• _Source information_:
Segment Open

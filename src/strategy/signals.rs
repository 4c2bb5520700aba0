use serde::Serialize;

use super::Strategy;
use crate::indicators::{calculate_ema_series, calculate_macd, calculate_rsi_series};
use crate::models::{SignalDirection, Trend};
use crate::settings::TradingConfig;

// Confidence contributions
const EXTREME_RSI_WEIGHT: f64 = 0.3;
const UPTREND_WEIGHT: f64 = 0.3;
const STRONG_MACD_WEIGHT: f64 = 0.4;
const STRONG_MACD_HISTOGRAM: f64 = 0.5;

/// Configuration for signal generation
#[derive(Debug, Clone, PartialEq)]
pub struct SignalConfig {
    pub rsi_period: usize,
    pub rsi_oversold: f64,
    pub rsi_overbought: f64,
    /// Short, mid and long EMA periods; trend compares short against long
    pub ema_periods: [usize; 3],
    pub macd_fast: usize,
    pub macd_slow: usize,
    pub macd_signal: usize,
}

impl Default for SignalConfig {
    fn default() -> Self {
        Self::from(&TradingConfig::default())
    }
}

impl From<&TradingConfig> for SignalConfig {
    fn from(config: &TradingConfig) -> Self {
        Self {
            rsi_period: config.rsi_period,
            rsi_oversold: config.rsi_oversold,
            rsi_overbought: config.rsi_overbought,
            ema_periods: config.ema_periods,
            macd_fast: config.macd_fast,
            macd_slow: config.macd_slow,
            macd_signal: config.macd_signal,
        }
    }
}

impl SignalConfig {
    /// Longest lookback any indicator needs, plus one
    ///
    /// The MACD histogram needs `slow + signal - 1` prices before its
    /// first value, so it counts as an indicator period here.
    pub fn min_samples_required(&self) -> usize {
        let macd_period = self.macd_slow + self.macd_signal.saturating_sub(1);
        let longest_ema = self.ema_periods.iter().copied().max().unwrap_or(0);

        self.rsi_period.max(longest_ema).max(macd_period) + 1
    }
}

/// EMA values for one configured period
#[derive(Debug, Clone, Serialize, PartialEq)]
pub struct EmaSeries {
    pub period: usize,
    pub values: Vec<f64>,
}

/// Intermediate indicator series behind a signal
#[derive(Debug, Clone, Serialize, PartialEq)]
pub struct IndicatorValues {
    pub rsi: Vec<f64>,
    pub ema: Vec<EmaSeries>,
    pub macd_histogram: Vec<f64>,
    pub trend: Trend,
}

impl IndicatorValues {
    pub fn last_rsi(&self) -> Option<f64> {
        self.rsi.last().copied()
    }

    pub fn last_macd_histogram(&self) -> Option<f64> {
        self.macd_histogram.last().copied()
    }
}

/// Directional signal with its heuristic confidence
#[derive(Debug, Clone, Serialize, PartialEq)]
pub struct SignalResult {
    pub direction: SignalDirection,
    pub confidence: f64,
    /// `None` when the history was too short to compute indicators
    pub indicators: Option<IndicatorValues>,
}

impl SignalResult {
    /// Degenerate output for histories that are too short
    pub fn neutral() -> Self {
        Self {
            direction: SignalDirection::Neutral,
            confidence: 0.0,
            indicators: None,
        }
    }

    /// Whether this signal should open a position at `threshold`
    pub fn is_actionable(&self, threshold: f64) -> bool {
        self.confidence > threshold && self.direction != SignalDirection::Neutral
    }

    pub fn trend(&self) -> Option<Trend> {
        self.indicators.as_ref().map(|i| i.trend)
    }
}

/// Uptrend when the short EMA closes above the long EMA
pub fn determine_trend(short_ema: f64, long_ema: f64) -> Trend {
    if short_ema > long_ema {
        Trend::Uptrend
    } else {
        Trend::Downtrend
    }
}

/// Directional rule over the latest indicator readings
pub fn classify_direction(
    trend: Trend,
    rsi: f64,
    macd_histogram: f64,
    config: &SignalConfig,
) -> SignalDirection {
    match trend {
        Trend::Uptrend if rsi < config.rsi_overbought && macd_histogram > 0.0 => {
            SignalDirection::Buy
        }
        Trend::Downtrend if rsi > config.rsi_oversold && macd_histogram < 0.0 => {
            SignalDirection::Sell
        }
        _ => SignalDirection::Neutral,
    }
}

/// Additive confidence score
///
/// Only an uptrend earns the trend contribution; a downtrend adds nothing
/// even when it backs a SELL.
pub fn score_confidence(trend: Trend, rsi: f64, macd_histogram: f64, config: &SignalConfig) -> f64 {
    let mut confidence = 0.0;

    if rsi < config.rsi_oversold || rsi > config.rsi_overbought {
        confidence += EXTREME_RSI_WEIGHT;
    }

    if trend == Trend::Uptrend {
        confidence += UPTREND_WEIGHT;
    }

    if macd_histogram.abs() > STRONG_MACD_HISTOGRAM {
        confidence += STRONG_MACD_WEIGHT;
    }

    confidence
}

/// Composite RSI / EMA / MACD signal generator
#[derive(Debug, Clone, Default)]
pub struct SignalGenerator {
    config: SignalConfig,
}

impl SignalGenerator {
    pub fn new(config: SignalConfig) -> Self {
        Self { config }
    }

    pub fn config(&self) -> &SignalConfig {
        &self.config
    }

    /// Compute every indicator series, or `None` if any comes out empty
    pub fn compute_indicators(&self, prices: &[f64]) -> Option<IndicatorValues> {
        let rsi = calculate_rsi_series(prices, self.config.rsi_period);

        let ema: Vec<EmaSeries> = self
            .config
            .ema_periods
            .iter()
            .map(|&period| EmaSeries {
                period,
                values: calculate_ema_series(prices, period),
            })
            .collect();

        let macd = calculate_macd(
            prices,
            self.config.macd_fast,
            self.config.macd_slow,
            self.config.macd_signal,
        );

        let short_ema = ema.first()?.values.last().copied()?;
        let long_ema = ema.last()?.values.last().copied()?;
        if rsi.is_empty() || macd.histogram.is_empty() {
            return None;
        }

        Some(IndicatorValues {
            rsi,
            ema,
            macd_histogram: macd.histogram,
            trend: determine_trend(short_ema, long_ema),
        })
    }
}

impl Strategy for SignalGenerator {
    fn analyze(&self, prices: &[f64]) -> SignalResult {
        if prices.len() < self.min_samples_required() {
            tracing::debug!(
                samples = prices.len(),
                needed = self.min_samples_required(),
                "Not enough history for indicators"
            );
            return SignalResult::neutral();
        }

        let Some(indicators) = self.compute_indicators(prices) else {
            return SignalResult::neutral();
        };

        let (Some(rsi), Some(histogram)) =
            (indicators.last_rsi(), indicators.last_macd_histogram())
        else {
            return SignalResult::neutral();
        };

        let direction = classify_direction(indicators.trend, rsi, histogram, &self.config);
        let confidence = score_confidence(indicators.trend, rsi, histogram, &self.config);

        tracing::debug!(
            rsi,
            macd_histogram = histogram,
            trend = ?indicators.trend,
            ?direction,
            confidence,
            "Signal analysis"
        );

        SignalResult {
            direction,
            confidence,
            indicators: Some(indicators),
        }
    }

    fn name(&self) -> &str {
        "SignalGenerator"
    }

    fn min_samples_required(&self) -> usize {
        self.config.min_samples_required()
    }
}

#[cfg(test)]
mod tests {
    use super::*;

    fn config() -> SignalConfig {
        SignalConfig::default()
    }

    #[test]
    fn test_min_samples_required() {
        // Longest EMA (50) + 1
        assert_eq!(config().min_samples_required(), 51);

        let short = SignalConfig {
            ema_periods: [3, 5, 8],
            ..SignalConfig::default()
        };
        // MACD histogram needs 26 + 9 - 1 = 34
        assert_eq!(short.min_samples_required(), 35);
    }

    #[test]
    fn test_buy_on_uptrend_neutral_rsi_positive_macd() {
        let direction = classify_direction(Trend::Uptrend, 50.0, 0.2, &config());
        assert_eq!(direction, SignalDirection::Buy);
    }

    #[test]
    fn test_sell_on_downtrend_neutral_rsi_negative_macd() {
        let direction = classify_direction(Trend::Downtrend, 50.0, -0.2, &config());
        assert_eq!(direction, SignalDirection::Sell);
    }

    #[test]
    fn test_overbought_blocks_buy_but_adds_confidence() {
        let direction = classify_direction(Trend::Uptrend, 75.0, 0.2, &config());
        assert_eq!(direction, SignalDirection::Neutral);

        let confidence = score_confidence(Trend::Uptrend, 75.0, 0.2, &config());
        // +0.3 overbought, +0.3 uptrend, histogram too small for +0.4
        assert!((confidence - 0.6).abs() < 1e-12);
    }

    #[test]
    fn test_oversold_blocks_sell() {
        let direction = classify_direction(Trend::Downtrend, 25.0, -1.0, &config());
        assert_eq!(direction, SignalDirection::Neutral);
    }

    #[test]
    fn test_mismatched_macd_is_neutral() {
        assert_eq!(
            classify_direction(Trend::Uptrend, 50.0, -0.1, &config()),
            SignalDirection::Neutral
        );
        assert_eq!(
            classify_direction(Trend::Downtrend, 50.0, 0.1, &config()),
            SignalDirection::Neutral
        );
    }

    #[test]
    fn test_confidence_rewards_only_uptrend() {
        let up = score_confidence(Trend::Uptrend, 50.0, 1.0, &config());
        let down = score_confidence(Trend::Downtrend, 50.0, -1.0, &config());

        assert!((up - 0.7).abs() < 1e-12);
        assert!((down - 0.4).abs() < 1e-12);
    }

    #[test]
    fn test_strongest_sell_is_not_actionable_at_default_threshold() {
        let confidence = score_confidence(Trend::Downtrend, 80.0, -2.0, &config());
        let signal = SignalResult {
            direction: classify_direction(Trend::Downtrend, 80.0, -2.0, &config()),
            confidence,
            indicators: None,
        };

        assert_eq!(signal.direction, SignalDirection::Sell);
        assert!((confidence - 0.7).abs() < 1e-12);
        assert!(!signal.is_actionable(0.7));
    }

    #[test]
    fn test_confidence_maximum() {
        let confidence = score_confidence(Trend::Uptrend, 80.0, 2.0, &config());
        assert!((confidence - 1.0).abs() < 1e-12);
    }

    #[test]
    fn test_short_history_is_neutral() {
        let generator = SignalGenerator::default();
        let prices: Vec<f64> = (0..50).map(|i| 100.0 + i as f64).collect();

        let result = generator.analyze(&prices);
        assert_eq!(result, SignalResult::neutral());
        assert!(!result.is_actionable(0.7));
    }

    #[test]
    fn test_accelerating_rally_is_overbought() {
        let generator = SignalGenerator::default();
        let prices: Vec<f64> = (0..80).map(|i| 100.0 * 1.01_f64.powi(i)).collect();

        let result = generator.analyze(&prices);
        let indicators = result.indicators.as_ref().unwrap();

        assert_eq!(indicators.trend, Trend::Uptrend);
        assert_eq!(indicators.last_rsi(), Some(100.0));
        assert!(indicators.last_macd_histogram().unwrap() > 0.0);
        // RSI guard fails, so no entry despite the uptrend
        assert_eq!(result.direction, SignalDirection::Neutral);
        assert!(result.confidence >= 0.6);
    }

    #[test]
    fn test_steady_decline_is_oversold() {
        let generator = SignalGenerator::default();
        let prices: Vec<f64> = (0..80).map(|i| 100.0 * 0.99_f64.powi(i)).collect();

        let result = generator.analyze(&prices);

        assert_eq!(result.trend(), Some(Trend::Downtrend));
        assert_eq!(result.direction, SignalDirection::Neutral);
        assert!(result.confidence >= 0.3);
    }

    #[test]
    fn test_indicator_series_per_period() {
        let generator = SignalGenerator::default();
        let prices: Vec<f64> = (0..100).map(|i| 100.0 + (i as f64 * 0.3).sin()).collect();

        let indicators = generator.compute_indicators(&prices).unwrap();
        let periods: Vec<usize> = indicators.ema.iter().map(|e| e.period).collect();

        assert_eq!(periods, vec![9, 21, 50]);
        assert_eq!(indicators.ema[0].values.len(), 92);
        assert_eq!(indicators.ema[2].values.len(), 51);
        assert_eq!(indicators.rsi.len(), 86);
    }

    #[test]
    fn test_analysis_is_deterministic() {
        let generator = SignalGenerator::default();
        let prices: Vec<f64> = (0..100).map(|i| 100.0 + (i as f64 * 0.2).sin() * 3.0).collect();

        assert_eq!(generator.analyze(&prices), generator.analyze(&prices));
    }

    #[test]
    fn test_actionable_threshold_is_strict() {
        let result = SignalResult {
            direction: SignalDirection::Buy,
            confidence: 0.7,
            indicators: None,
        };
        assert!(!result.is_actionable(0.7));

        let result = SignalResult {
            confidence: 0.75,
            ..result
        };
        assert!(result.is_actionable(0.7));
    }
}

Segment Closed
Segment Open

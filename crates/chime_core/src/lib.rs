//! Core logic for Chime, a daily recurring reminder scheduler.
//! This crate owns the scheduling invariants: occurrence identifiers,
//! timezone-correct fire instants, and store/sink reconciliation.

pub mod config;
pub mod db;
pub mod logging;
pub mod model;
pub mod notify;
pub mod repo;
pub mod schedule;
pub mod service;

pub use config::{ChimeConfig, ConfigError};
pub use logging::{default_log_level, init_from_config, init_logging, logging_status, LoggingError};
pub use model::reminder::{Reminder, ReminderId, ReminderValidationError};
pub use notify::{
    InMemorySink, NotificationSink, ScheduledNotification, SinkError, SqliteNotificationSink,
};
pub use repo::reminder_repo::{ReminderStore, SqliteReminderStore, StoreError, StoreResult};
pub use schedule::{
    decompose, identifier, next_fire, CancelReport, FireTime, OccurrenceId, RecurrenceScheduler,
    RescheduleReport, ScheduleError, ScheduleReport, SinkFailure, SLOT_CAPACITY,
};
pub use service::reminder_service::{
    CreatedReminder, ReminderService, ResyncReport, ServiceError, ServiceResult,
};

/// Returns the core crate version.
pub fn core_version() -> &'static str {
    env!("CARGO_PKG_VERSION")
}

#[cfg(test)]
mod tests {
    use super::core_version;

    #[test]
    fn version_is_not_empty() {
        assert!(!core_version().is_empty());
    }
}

Segment Closed

• _Task requirements_: The answer must consist of every line from the data that contains the word "EmaSeries".

• _Reply_:
pub struct EmaSeries {
    pub ema: Vec<EmaSeries>,
        let ema: Vec<EmaSeries> = self
            .map(|&period| EmaSeries {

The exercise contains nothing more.